**WORK ORDER**
Each line in the listing below that contains "LookupResult" should be returned.

==== DATA FOR THIS EXERCISE

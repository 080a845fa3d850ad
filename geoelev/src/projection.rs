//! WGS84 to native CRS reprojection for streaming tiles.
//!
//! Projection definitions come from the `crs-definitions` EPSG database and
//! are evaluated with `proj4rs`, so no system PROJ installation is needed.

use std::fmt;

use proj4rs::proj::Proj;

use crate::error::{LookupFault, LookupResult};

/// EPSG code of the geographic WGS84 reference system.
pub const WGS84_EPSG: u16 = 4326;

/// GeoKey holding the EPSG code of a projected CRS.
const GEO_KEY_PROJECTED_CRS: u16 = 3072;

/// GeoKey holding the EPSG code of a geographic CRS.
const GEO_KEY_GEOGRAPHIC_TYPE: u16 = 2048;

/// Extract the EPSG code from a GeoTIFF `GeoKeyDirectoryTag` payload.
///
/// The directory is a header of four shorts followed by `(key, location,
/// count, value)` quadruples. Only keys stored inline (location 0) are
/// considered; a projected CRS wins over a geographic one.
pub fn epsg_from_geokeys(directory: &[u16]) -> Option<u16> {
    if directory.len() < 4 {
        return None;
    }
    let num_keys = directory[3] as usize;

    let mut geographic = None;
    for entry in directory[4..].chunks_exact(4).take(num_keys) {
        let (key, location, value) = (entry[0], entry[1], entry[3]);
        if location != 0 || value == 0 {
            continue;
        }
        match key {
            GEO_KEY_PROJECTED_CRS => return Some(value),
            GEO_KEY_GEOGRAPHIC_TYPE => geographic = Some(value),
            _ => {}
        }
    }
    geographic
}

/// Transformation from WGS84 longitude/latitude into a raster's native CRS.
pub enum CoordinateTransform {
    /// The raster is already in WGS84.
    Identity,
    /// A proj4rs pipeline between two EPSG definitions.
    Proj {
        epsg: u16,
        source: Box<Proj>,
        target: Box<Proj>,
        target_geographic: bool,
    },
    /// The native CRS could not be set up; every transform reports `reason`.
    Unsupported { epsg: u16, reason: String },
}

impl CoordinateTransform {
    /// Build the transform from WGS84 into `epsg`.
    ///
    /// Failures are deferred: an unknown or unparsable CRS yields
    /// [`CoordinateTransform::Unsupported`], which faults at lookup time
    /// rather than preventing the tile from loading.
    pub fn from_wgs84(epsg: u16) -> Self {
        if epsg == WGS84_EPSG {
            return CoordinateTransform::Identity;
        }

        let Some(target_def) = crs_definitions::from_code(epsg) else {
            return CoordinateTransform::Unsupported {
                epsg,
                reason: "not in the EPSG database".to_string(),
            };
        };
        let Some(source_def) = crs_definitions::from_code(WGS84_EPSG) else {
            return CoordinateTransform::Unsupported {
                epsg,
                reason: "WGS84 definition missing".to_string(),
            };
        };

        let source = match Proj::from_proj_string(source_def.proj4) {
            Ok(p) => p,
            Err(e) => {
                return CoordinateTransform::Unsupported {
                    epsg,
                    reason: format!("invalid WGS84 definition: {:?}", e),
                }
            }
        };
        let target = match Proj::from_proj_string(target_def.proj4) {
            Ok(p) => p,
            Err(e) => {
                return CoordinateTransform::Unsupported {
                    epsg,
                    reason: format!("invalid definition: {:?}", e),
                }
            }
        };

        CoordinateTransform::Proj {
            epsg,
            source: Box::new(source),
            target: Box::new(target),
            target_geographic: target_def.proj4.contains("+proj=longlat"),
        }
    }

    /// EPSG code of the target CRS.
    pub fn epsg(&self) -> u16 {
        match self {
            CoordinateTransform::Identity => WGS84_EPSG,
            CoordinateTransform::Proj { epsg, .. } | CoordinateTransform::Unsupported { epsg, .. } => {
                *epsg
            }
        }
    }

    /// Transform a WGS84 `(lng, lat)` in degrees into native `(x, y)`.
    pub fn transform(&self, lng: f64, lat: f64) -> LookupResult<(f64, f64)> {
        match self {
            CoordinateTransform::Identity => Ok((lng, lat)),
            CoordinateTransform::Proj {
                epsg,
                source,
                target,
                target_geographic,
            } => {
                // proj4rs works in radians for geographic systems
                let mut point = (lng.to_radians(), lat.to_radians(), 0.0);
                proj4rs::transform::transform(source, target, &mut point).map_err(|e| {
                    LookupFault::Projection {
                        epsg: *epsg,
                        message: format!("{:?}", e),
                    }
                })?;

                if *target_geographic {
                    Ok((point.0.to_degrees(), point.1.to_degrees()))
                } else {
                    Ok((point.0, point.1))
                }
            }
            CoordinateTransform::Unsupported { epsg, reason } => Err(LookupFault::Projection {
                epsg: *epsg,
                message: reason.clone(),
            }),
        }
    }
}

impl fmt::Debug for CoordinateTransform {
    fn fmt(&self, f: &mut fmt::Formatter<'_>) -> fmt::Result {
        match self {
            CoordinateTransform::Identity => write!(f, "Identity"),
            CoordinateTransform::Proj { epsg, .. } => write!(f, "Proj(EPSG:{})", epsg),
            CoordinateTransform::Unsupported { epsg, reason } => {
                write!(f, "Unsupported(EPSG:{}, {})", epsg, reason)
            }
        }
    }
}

========

**OUTPUT FOR THIS TASK**
use crate::error::{LookupFault, LookupResult};
    pub fn transform(&self, lng: f64, lat: f64) -> LookupResult<(f64, f64)> {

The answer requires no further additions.